Too bad nature works like this and that's why there are so few really smart people: sexual selection just leads to them not repr…

So ridiculous (and of course offensive to those mentioned), but I really had to laugh at the apparent rage of this youtube user :)

arctic tern

@MikeMiller if C is a centralizer of a closed subgroup H of a Lie group G, then it centralizes any one-parameter subgroup through H, so it fixes the associated tangent vectors. all such centralizers C should be intersections of point-stabilizers of G's adjoint action on its lie algebra. not sure if that helps.

Anderson Felipe Viveiros

Is every orientation-preserving homeomorphism from $S^2$ onto $S^2$ homotopic to identity? Any references to it? (I mean, if it is true...)

arctic tern

13:45

yes

the wikipedia article on the mapping class group (homeo(M) mod connected component) states MCG(S^2) is Z/2Z corresponding to orientation preserving and not. it gives a reference.

Anderson Felipe Viveiros

Thank you, @arctictern!

Balarka Sen

14:12

@Danu lol

@AndersonFelipeViveiros Something more general is true: any map $f: S^2 \to S^2$ is homotopically determined by an invariant known as the "degree" of the map. Homologically, that's the image of the generator $1 \in H_2(S^2) \cong \Bbb Z$ by the map $f_*: H_2(S^2) \to H_2(S^2)$. Modulo the identification with $\Bbb Z$ that's a number. Any orientation preserving homeomorphism has degree $1$, hence homotopically equivalent to the identity map.

Mike Miller

@arctictern That helps a lot with the general case (which I don't need but is interesting). For $SU(2)$ eg, the only positive-dimensional subgroups are $U(1), \text{Pin}(2), SU(2)$, which we can explicitly work out the centralizers of pretty easily.

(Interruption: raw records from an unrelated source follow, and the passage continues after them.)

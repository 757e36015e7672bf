//! Schema migration integration tests
//!
//! Builds stores at older schema versions on disk with raw SQL, then reopens
//! them through the registry:
//! - v1 -> current keeps every row and enforces the dedup key
//! - collapsing duplicates also drops their undelivered outbox events
//! - gaps and too-new stores refuse to open and leave the file untouched

mod common;

use std::sync::Arc;

use rusqlite::{params, Connection};
use tempfile::TempDir;

use common::*;
use vitals_sync::config::{OutboxConfig, SyncConfig};
use vitals_sync::db::schema::{get_schema_version, versions};
use vitals_sync::{LocalStore, MetricType, MigrationPlan, SyncError, UpsertOutcome, CURRENT_SCHEMA_VERSION};

fn plan_of(wanted: &[u32]) -> MigrationPlan {
    MigrationPlan::from_versions(
        versions()
            .into_iter()
            .filter(|v| wanted.contains(&v.version))
            .collect(),
    )
    .unwrap()
}

fn insert_v1_row(conn: &Connection, id: &str, metric: &str, quantity: f64, day: &str, written: &str) {
    conn.execute(
        "INSERT INTO progress_entries (id, user_id, metric_type, quantity, date, notes,
            backend_id, sync_status, created_at, updated_at)
         VALUES (?1, ?2, ?3, ?4, ?5, NULL, NULL, 'synced', ?6, ?6)",
        params![id, USER, metric, quantity, day, written],
    )
    .unwrap();
}

fn on_disk_version(path: &std::path::Path) -> u32 {
    let conn = Connection::open(path).unwrap();
    get_schema_version(&conn).unwrap()
}

// =============================================================================
// Upgrade path
// =============================================================================

#[tokio::test]
async fn test_v1_store_migrates_to_current_without_loss() {
    let dir = TempDir::new().unwrap();
    let path = dir.path().join("vitals.db");

    // A store written by a build that only knew v1
    drop(LocalStore::open(&path, &plan_of(&[1])).unwrap());
    assert_eq!(on_disk_version(&path), 1);
    {
        let conn = Connection::open(&path).unwrap();
        insert_v1_row(&conn, "w-1", "weight", 81.0, "2026-05-01", "2026-05-01T08:00:00.000000Z");
        insert_v1_row(&conn, "w-2", "weight", 80.5, "2026-05-02", "2026-05-02T08:00:00.000000Z");
        insert_v1_row(&conn, "m-1", "mood_score", 7.0, "2026-05-02", "2026-05-02T21:00:00.000000Z");
    }

    let store = Arc::new(LocalStore::open(&path, &MigrationPlan::current()).unwrap());
    assert_eq!(store.schema_version(), CURRENT_SCHEMA_VERSION);
    assert_eq!(on_disk_version(&path), CURRENT_SCHEMA_VERSION);

    let h = Harness::with_store(store, OutboxConfig::default(), SyncConfig::default());
    let weights = h.entries(MetricType::Weight, date(5, 1), date(5, 2));
    assert_eq!(weights.len(), 2);
    assert_eq!(weights[0].id, "w-1");
    assert_eq!(weights[0].quantity, 81.0);
    assert_eq!(weights[0].bucket_time, None);
    assert_eq!(h.entries(MetricType::MoodScore, date(5, 2), date(5, 2)).len(), 1);

    // Old rows take part in dedup like new ones
    let outcome = h.engine.upsert(&weight(date(5, 1), 81.0)).await.unwrap();
    assert_eq!(outcome, UpsertOutcome::DuplicateNoop { entry_id: "w-1".into() });
    let outcome = h.engine.upsert(&weight(date(5, 3), 80.0)).await.unwrap();
    assert!(matches!(outcome, UpsertOutcome::Created { .. }));
}

#[test]
fn test_v1_duplicates_collapse_to_latest_row() {
    let dir = TempDir::new().unwrap();
    let path = dir.path().join("vitals.db");

    drop(LocalStore::open(&path, &plan_of(&[1])).unwrap());
    {
        let conn = Connection::open(&path).unwrap();
        insert_v1_row(&conn, "old", "weight", 90.0, "2026-05-01", "2026-05-01T08:00:00.000000Z");
        insert_v1_row(&conn, "new", "weight", 89.0, "2026-05-01", "2026-05-01T09:00:00.000000Z");
    }

    let store = LocalStore::open(&path, &MigrationPlan::current()).unwrap();
    let ids: Vec<String> = store
        .with_conn(|conn| {
            vitals_sync::db::progress::find_day_entries(conn, USER, MetricType::Weight, date(5, 1))
        })
        .unwrap()
        .into_iter()
        .map(|e| e.id)
        .collect();
    assert_eq!(ids, vec!["new".to_string()]);

    // The dedup key is now enforced by the schema itself
    let conn = Connection::open(&path).unwrap();
    let dup = conn.execute(
        "INSERT INTO progress_entries (id, user_id, metric_type, quantity, date, sync_status, created_at, updated_at)
         VALUES ('again', ?1, 'weight', 88.0, '2026-05-01', 'pending', 'x', 'x')",
        params![USER],
    );
    assert!(dup.is_err());
}

fn insert_v2_event(conn: &Connection, id: &str, entity_id: &str, status: &str) {
    conn.execute(
        "INSERT INTO outbox_events (id, event_type, entity_id, user_id, status, created_at)
         VALUES (?1, 'progress_entry.created', ?2, ?3, ?4, '2026-05-01T08:00:00.000000Z')",
        params![id, entity_id, USER, status],
    )
    .unwrap();
}

#[tokio::test]
async fn test_collapse_drops_undelivered_events_of_removed_rows() {
    let dir = TempDir::new().unwrap();
    let path = dir.path().join("vitals.db");

    drop(LocalStore::open(&path, &plan_of(&[1, 2])).unwrap());
    {
        let conn = Connection::open(&path).unwrap();
        insert_v1_row(&conn, "old", "weight", 90.0, "2026-05-01", "2026-05-01T08:00:00.000000Z");
        insert_v1_row(&conn, "new", "weight", 89.0, "2026-05-01", "2026-05-01T09:00:00.000000Z");
        insert_v2_event(&conn, "ev-old-pending", "old", "pending");
        insert_v2_event(&conn, "ev-old-failed", "old", "failed");
        insert_v2_event(&conn, "ev-old-synced", "old", "synced");
        insert_v2_event(&conn, "ev-new", "new", "pending");
    }

    let store = Arc::new(LocalStore::open(&path, &MigrationPlan::current()).unwrap());
    let h = Harness::with_store(store, OutboxConfig::default(), SyncConfig::default());

    let old_events: Vec<String> = h.events_for("old").into_iter().map(|e| e.id).collect();
    assert_eq!(old_events, vec!["ev-old-synced".to_string()]);
    assert_eq!(h.events_for("new").len(), 1);

    // Only the surviving row is delivered; nothing fails as a missing entity
    let summary = h.outbox.flush().await.unwrap();
    assert_eq!(summary.synced, 1);
    assert_eq!(summary.failed, 0);
    let pushed: Vec<String> = h.backend.pushes().into_iter().map(|(id, _, _)| id).collect();
    assert_eq!(pushed, vec!["new".to_string()]);
}

#[test]
fn test_v2_store_upgrades_one_step() {
    let dir = TempDir::new().unwrap();
    let path = dir.path().join("vitals.db");

    drop(LocalStore::open(&path, &plan_of(&[1, 2])).unwrap());
    assert_eq!(on_disk_version(&path), 2);

    let store = LocalStore::open(&path, &MigrationPlan::current()).unwrap();
    assert_eq!(store.schema_version(), CURRENT_SCHEMA_VERSION);
    assert_eq!(store.stats().unwrap().outbox.pending, 0);
}

// =============================================================================
// Refusals
// =============================================================================

#[test]
fn test_gap_refuses_to_open_and_leaves_store_untouched() {
    let dir = TempDir::new().unwrap();
    let path = dir.path().join("vitals.db");
    drop(LocalStore::open(&path, &plan_of(&[1])).unwrap());

    let err = LocalStore::open(&path, &plan_of(&[1, 3])).err().unwrap();
    assert!(matches!(
        err,
        SyncError::SchemaVersionGap { on_disk: 1, missing: 2, target: 3 }
    ));
    assert_eq!(on_disk_version(&path), 1);

    // The full plan still works afterwards
    let store = LocalStore::open(&path, &MigrationPlan::current()).unwrap();
    assert_eq!(store.schema_version(), CURRENT_SCHEMA_VERSION);
}

#[test]
fn test_store_newer_than_plan_refuses_to_open() {
    let dir = TempDir::new().unwrap();
    let path = dir.path().join("vitals.db");
    drop(LocalStore::open(&path, &MigrationPlan::current()).unwrap());

    let err = LocalStore::open(&path, &plan_of(&[1, 2])).err().unwrap();
    assert!(matches!(err, SyncError::SchemaTooNew { on_disk: 3, target: 2 }));
}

So the main trouble is classifying centralizers of finite subgroups, which I only know how to do via a classification of the finite subgroups, which is known but unpleasant.

arctic tern

ah, forgot about 0-dim subgroups

Mike Miller

separate fact: I still find it very counterintuitive that the map $x \mapsto x^2$ on $O(2)$ (or $\text{Pin}(2)$) is a covering map on one component and constant on the other.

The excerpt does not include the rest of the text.